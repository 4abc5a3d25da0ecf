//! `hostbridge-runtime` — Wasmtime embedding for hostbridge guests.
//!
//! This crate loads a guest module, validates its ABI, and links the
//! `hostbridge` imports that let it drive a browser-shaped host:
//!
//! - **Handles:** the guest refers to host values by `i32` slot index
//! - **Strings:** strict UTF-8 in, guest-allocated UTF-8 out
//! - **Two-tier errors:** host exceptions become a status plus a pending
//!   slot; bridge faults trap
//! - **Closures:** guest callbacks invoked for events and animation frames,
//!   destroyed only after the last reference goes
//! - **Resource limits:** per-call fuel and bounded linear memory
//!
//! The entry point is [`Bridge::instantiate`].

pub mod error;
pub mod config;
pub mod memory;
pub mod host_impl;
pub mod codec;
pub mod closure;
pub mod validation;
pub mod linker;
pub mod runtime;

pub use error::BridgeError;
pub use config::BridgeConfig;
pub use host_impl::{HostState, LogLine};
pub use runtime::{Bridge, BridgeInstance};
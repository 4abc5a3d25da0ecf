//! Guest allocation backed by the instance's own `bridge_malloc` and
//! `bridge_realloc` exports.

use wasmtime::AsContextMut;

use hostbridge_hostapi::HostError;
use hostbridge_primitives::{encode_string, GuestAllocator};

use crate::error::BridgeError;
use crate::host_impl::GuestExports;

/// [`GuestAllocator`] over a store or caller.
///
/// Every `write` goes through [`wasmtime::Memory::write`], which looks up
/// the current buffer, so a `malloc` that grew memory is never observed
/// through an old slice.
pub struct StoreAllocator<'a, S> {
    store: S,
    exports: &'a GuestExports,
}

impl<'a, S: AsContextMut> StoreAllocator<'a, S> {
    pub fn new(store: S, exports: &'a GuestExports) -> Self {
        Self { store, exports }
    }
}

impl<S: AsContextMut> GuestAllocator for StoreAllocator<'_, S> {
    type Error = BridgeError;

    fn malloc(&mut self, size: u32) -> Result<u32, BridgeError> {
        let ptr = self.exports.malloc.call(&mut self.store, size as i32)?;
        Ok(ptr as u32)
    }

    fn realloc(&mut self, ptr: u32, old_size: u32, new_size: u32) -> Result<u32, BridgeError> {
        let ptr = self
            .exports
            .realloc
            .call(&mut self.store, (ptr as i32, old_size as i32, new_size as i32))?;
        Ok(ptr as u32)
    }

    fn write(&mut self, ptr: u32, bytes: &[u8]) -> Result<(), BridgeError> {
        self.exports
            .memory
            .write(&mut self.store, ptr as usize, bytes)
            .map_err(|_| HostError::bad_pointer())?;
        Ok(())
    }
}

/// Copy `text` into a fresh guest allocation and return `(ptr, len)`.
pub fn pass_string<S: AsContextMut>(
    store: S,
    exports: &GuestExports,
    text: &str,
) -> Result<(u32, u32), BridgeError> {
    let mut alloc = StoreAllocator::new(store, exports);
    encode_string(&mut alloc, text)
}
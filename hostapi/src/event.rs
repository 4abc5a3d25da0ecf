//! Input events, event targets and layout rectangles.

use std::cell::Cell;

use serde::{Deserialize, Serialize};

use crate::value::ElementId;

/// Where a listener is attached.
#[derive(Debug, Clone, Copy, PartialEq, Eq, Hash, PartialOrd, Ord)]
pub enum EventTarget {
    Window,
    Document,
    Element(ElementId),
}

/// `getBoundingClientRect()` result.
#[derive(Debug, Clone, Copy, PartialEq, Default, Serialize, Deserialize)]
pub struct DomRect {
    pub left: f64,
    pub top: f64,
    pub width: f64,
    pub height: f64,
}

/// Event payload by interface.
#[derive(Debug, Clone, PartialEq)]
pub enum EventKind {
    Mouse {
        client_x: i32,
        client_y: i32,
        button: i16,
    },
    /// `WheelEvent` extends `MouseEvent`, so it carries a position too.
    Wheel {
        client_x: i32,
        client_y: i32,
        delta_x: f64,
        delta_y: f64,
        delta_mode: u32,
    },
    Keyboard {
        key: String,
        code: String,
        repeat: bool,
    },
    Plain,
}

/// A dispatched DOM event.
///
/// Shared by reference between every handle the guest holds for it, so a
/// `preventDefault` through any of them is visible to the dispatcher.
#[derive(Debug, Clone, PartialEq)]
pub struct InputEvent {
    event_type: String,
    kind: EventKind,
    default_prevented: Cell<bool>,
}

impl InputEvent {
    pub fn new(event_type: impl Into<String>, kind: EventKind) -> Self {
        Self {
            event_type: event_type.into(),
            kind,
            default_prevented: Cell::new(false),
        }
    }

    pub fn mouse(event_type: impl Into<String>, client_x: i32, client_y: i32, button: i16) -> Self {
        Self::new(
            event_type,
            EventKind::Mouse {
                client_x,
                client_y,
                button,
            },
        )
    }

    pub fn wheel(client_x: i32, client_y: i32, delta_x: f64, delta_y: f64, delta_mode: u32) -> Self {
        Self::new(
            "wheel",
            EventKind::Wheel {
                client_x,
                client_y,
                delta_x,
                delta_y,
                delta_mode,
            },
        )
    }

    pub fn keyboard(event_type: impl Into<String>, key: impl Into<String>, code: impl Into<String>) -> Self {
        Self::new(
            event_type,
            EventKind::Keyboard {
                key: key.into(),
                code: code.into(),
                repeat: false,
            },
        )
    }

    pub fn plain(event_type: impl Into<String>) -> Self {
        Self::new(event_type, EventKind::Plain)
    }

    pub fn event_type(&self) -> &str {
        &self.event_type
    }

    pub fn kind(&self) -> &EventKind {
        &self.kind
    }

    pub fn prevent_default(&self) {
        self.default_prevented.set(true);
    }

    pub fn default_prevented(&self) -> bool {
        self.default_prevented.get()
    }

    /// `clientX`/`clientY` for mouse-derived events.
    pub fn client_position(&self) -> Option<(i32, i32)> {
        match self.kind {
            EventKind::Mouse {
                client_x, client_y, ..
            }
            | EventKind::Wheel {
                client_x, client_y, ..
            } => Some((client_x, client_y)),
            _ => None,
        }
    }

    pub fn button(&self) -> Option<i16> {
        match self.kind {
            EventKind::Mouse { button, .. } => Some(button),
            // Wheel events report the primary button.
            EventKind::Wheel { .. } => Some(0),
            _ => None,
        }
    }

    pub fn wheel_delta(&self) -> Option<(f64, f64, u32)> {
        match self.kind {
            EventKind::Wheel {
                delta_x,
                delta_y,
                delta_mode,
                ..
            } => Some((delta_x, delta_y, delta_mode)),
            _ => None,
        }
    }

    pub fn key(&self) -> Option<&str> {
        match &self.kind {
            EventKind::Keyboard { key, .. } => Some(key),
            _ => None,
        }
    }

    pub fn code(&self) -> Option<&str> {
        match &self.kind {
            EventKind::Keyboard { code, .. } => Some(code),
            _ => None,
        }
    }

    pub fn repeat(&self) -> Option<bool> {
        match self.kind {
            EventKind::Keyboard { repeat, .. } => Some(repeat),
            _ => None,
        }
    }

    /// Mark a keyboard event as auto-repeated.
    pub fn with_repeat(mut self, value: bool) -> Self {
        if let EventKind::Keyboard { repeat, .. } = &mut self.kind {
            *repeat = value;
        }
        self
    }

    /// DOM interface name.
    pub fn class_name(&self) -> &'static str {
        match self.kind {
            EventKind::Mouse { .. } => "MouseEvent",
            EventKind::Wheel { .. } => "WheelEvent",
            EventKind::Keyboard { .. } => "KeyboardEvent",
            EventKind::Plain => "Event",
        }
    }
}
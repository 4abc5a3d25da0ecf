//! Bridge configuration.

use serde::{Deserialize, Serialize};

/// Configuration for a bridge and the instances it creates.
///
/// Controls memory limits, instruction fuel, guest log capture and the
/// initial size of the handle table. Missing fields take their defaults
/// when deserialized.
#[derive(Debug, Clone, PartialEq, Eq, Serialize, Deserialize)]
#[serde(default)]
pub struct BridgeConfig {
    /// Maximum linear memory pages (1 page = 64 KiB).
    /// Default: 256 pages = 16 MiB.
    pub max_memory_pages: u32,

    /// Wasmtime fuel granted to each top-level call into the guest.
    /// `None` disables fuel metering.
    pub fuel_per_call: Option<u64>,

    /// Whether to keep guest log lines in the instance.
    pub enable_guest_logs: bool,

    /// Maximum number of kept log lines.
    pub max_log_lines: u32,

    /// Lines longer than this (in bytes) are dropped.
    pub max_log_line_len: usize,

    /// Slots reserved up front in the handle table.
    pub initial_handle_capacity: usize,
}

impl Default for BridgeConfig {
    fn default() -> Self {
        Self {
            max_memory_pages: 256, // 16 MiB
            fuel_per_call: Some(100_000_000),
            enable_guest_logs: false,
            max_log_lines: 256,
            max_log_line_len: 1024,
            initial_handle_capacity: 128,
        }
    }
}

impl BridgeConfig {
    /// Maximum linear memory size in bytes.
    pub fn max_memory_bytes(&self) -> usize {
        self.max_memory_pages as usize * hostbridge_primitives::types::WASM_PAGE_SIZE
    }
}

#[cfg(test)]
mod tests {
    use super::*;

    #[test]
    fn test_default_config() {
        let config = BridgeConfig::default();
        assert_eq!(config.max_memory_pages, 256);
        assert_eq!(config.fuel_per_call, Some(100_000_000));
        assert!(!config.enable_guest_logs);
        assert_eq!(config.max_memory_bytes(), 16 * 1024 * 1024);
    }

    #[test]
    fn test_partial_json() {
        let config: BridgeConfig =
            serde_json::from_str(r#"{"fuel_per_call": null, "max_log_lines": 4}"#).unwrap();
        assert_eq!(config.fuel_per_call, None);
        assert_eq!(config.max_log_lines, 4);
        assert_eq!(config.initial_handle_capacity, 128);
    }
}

-*-

- **REQUIRED WORK**:
Lines in the material above that include the string "Option" should be listed.

- **EXERCISE ANSWER**:
    pub fn client_position(&self) -> Option<(i32, i32)> {
    pub fn button(&self) -> Option<i16> {
    pub fn wheel_delta(&self) -> Option<(f64, f64, u32)> {
    pub fn key(&self) -> Option<&str> {
    pub fn code(&self) -> Option<&str> {
    pub fn repeat(&self) -> Option<bool> {
    pub fuel_per_call: Option<u64>,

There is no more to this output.